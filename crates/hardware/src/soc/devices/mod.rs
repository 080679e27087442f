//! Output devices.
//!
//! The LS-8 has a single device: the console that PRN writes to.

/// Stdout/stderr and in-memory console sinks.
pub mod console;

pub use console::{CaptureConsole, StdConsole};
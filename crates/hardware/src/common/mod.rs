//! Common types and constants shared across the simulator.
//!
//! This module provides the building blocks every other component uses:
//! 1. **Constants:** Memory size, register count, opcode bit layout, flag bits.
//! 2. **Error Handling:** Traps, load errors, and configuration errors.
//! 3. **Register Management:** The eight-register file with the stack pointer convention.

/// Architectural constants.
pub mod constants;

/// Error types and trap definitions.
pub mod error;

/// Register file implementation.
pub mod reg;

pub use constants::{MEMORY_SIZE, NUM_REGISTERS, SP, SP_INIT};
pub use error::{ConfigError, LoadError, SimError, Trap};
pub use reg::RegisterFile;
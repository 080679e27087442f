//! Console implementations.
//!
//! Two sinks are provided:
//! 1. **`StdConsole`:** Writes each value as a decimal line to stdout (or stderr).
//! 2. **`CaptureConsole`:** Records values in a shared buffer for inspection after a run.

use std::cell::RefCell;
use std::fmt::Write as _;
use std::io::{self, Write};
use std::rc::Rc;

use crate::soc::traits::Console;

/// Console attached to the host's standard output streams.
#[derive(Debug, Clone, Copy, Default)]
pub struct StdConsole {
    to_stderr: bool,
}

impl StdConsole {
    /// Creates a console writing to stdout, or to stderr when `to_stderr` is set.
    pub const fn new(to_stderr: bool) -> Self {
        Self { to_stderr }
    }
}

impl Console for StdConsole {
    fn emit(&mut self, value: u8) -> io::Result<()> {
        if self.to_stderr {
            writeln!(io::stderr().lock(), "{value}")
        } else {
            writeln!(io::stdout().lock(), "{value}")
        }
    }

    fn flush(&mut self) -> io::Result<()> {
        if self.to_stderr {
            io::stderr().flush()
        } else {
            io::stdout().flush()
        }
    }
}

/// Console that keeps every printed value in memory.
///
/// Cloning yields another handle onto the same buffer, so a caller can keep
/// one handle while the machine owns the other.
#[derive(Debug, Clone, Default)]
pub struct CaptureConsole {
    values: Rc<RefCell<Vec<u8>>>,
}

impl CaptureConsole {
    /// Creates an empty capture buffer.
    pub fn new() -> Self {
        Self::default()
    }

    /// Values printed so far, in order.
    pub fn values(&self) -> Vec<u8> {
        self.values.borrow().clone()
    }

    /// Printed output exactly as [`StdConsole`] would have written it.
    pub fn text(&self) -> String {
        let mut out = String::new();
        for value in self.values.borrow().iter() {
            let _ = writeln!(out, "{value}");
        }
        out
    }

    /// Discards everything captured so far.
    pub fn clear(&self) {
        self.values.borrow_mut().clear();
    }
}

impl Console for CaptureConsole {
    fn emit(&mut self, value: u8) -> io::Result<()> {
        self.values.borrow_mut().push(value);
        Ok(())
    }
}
....................
What you are asked to do:
Return the span of lines in the data above that opens at the line with "pub use reg::RegisterFile;" and closes at the line with "Creates a console", exactly, ends included, nothing else.

Answer to this problem:
pub use reg::RegisterFile;
repository 080679e27087442f
//! Console implementations.
//!
//! Two sinks are provided:
//! 1. **`StdConsole`:** Writes each value as a decimal line to stdout (or stderr).
//! 2. **`CaptureConsole`:** Records values in a shared buffer for inspection after a run.

use std::cell::RefCell;
use std::fmt::Write as _;
use std::io::{self, Write};
use std::rc::Rc;

use crate::soc::traits::Console;

/// Console attached to the host's standard output streams.
#[derive(Debug, Clone, Copy, Default)]
pub struct StdConsole {
    to_stderr: bool,
}

impl StdConsole {
    /// Creates a console writing to stdout, or to stderr when `to_stderr` is set.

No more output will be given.